■ **WORK TASK**:
Go through the material and tally the lines containing the string "Kibra". Give the total alone.
(DATASET Opens)
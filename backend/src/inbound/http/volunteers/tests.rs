//! Handler tests for the volunteer endpoints.

use std::sync::Arc;

use super::*;
use crate::Trace;
use crate::domain::ports::{MockVolunteerCommand, MockVolunteerQuery};
use crate::domain::{PhoneNumber, VolunteerId, VolunteerStatus, Ward};
use crate::inbound::http::validation::{json_config, query_config};
use actix_web::http::StatusCode;
use actix_web::{App, test as actix_test};
use chrono::{TimeZone, Utc};
use mockall::predicate::eq;
use rstest::rstest;
use serde_json::{Value, json};

fn volunteer(id: i64, status: VolunteerStatus) -> Volunteer {
    let at = Utc
        .with_ymd_and_hms(2026, 3, 2, 9, 15, 0)
        .single()
        .expect("valid timestamp");
    Volunteer {
        id: VolunteerId::new(id),
        name: "Jane".to_owned(),
        phone: PhoneNumber::new("0711000111").expect("valid phone"),
        email: Some("jane@x.com".to_owned()),
        ward: Ward::new("Kibra").expect("valid ward"),
        interest: Some("Health".to_owned()),
        status,
        created_at: at,
        updated_at: at,
    }
}

fn test_app(
    command: MockVolunteerCommand,
    query: MockVolunteerQuery,
) -> App<
    impl actix_web::dev::ServiceFactory<
        actix_web::dev::ServiceRequest,
        Config = (),
        Response = actix_web::dev::ServiceResponse,
        Error = actix_web::Error,
        InitError = (),
    >,
> {
    let state = HttpState::new(Arc::new(command), Arc::new(query));
    App::new()
        .app_data(web::Data::new(state))
        .app_data(json_config())
        .app_data(query_config())
        .wrap(Trace)
        .service(volunteers_scope())
}

async fn call(
    command: MockVolunteerCommand,
    query: MockVolunteerQuery,
    request: actix_test::TestRequest,
) -> (StatusCode, Value) {
    let app = actix_test::init_service(test_app(command, query)).await;
    let response = actix_test::call_service(&app, request.to_request()).await;
    let status = response.status();
    let body = actix_test::read_body(response).await;
    let value = if body.is_empty() {
        Value::Null
    } else {
        serde_json::from_slice(&body).expect("JSON body")
    };
    (status, value)
}

#[actix_web::test]
async fn register_returns_created_with_location() {
    let mut command = MockVolunteerCommand::new();
    command
        .expect_register()
        .withf(|request| request.phone == "0711000111" && request.ward == "Kibra")
        .times(1)
        .return_once(|_| Ok(volunteer(1, VolunteerStatus::Active)));

    let app = actix_test::init_service(test_app(command, MockVolunteerQuery::new())).await;
    let request = actix_test::TestRequest::post()
        .uri("/api/v1/volunteers")
        .set_json(json!({
            "name": "Jane",
            "phone": "0711000111",
            "email": "jane@x.com",
            "ward": "Kibra",
            "interest": "Health",
        }))
        .to_request();
    let response = actix_test::call_service(&app, request).await;

    assert_eq!(response.status(), StatusCode::CREATED);
    assert_eq!(
        response
            .headers()
            .get(header::LOCATION)
            .and_then(|v| v.to_str().ok()),
        Some("/api/v1/volunteers/1")
    );
    let body: Value = actix_test::read_body_json(response).await;
    assert_eq!(body["id"], json!(1));
    assert_eq!(body["status"], json!("ACTIVE"));
}

#[actix_web::test]
async fn register_duplicate_maps_to_conflict() {
    let mut command = MockVolunteerCommand::new();
    command.expect_register().return_once(|_| {
        Err(Error::conflict("phone number is already registered")
            .with_details(json!({"field": "phone", "code": "duplicate_phone"})))
    });

    let (status, body) = call(
        command,
        MockVolunteerQuery::new(),
        actix_test::TestRequest::post()
            .uri("/api/v1/volunteers")
            .set_json(json!({"name": "Jane", "phone": "0711000111", "ward": "Kibra"})),
    )
    .await;

    assert_eq!(status, StatusCode::CONFLICT);
    assert_eq!(body["code"], json!("conflict"));
    assert_eq!(body["details"]["code"], json!("duplicate_phone"));
    assert!(body.get("traceId").is_some());
}

#[actix_web::test]
async fn malformed_body_uses_error_envelope() {
    let mut command = MockVolunteerCommand::new();
    command.expect_register().never();

    let (status, body) = call(
        command,
        MockVolunteerQuery::new(),
        actix_test::TestRequest::post()
            .uri("/api/v1/volunteers")
            .insert_header((header::CONTENT_TYPE, "application/json"))
            .set_payload("{\"name\":"),
    )
    .await;

    assert_eq!(status, StatusCode::BAD_REQUEST);
    assert_eq!(body["code"], json!("invalid_request"));
    assert_eq!(body["details"]["code"], json!("invalid_body"));
}

#[rstest]
#[case("/api/v1/volunteers/abc")]
#[case("/api/v1/volunteers/0")]
#[actix_web::test]
async fn invalid_ids_are_rejected_before_the_port(#[case] uri: &str) {
    let mut query = MockVolunteerQuery::new();
    query.expect_get_by_id().never();

    let (status, body) = call(
        MockVolunteerCommand::new(),
        query,
        actix_test::TestRequest::get().uri(uri),
    )
    .await;

    assert_eq!(status, StatusCode::BAD_REQUEST);
    assert_eq!(body["details"]["field"], json!("id"));
}

#[actix_web::test]
async fn get_unknown_volunteer_is_not_found() {
    let mut query = MockVolunteerQuery::new();
    query
        .expect_get_by_id()
        .with(eq(VolunteerId::new(9)))
        .return_once(|_| Err(Error::not_found("volunteer 9 not found")));

    let (status, body) = call(
        MockVolunteerCommand::new(),
        query,
        actix_test::TestRequest::get().uri("/api/v1/volunteers/9"),
    )
    .await;

    assert_eq!(status, StatusCode::NOT_FOUND);
    assert_eq!(body["message"], json!("volunteer 9 not found"));
}

#[actix_web::test]
async fn update_status_parses_body_status() {
    let mut command = MockVolunteerCommand::new();
    command
        .expect_update_status()
        .with(eq(VolunteerId::new(1)), eq(VolunteerStatus::Suspended))
        .times(1)
        .return_once(|_, _| Ok(volunteer(1, VolunteerStatus::Suspended)));

    let (status, body) = call(
        command,
        MockVolunteerQuery::new(),
        actix_test::TestRequest::put()
            .uri("/api/v1/volunteers/1/status")
            .set_json(json!({"status": "suspended"})),
    )
    .await;

    assert_eq!(status, StatusCode::OK);
    assert_eq!(body["status"], json!("SUSPENDED"));
}

#[actix_web::test]
async fn update_status_rejects_unknown_status() {
    let mut command = MockVolunteerCommand::new();
    command.expect_update_status().never();

    let (status, body) = call(
        command,
        MockVolunteerQuery::new(),
        actix_test::TestRequest::put()
            .uri("/api/v1/volunteers/1/status")
            .set_json(json!({"status": "RETIRED"})),
    )
    .await;

    assert_eq!(status, StatusCode::BAD_REQUEST);
    assert_eq!(body["details"]["code"], json!("unknown_status"));
}

#[actix_web::test]
async fn update_profile_forwards_present_fields() {
    let mut command = MockVolunteerCommand::new();
    command
        .expect_update_profile()
        .withf(|id, request| {
            *id == VolunteerId::new(1)
                && request.ward.as_deref() == Some("Langata")
                && request.name.is_none()
        })
        .return_once(|_, _| Ok(volunteer(1, VolunteerStatus::Active)));

    let (status, _) = call(
        command,
        MockVolunteerQuery::new(),
        actix_test::TestRequest::put()
            .uri("/api/v1/volunteers/1")
            .set_json(json!({"ward": "Langata"})),
    )
    .await;

    assert_eq!(status, StatusCode::OK);
}

#[actix_web::test]
async fn delete_returns_no_content() {
    let mut command = MockVolunteerCommand::new();
    command
        .expect_delete()
        .with(eq(VolunteerId::new(5)))
        .return_once(|_| Ok(()));

    let (status, body) = call(
        command,
        MockVolunteerQuery::new(),
        actix_test::TestRequest::delete().uri("/api/v1/volunteers/5"),
    )
    .await;

    assert_eq!(status, StatusCode::NO_CONTENT);
    assert_eq!(body, Value::Null);
}

#[actix_web::test]
async fn list_all_applies_paging_defaults() {
    let mut query = MockVolunteerQuery::new();
    query
        .expect_list_all()
        .with(eq(PageRequest::default()))
        .return_once(|request| {
            Ok(Page::new(
                vec![volunteer(1, VolunteerStatus::Active)],
                request,
                1,
            ))
        });

    let (status, body) = call(
        MockVolunteerCommand::new(),
        query,
        actix_test::TestRequest::get().uri("/api/v1/volunteers"),
    )
    .await;

    assert_eq!(status, StatusCode::OK);
    assert_eq!(body["page"], json!(0));
    assert_eq!(body["size"], json!(10));
    assert_eq!(body["totalItems"], json!(1));
    assert_eq!(body["totalPages"], json!(1));
}

#[actix_web::test]
async fn active_without_paging_returns_array() {
    let mut query = MockVolunteerQuery::new();
    query
        .expect_list_active()
        .return_once(|| Ok(vec![volunteer(1, VolunteerStatus::Active)]));
    query.expect_list_active_page().never();

    let (status, body) = call(
        MockVolunteerCommand::new(),
        query,
        actix_test::TestRequest::get().uri("/api/v1/volunteers/active"),
    )
    .await;

    assert_eq!(status, StatusCode::OK);
    assert_eq!(body.as_array().map(Vec::len), Some(1));
}

#[actix_web::test]
async fn active_with_paging_returns_page() {
    let mut query = MockVolunteerQuery::new();
    query.expect_list_active().never();
    query
        .expect_list_active_page()
        .with(eq(PageRequest::new(Some(2), Some(5))))
        .return_once(|request| Ok(Page::new(Vec::new(), request, 7)));

    let (status, body) = call(
        MockVolunteerCommand::new(),
        query,
        actix_test::TestRequest::get().uri("/api/v1/volunteers/active?page=2&size=5"),
    )
    .await;

    assert_eq!(status, StatusCode::OK);
    assert_eq!(body["totalPages"], json!(2));
}

#[actix_web::test]
async fn invalid_paging_query_is_rejected() {
    let (status, body) = call(
        MockVolunteerCommand::new(),
        MockVolunteerQuery::new(),
        actix_test::TestRequest::get().uri("/api/v1/volunteers?page=minus"),
    )
    .await;

    assert_eq!(status, StatusCode::BAD_REQUEST);
    assert_eq!(body["details"]["code"], json!("invalid_query"));
}

#[actix_web::test]
async fn active_ward_route_is_not_parsed_as_id() {
    let mut query = MockVolunteerQuery::new();
    query
        .expect_list_active_by_ward()
        .with(eq("Kibra".to_owned()))
        .return_once(|_| Ok(Vec::new()));

    let (status, body) = call(
        MockVolunteerCommand::new(),
        query,
        actix_test::TestRequest::get().uri("/api/v1/volunteers/active/ward/Kibra"),
    )
    .await;

    assert_eq!(status, StatusCode::OK);
    assert_eq!(body, json!([]));
}

#[actix_web::test]
async fn stats_endpoints_report_counts() {
    let mut query = MockVolunteerQuery::new();
    query.expect_count_active().return_once(|| Ok(3));
    query
        .expect_count_by_ward()
        .with(eq("Kibra".to_owned()))
        .return_once(|_| Ok(2));

    let app = actix_test::init_service(test_app(MockVolunteerCommand::new(), query)).await;
    let active: Value = actix_test::call_and_read_body_json(
        &app,
        actix_test::TestRequest::get()
            .uri("/api/v1/volunteers/stats/active-count")
            .to_request(),
    )
    .await;
    let ward: Value = actix_test::call_and_read_body_json(
        &app,
        actix_test::TestRequest::get()
            .uri("/api/v1/volunteers/stats/ward/Kibra")
            .to_request(),
    )
    .await;

    assert_eq!(active, json!({"count": 3}));
    assert_eq!(ward, json!({"ward": "Kibra", "count": 2}));
}

#[actix_web::test]
async fn list_by_status_rejects_unknown_status() {
    let mut query = MockVolunteerQuery::new();
    query.expect_list_by_status().never();

    let (status, _) = call(
        MockVolunteerCommand::new(),
        query,
        actix_test::TestRequest::get().uri("/api/v1/volunteers/status/retired"),
    )
    .await;

    assert_eq!(status, StatusCode::BAD_REQUEST);
}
(DATASET Closes)
■ **RESULT**:
9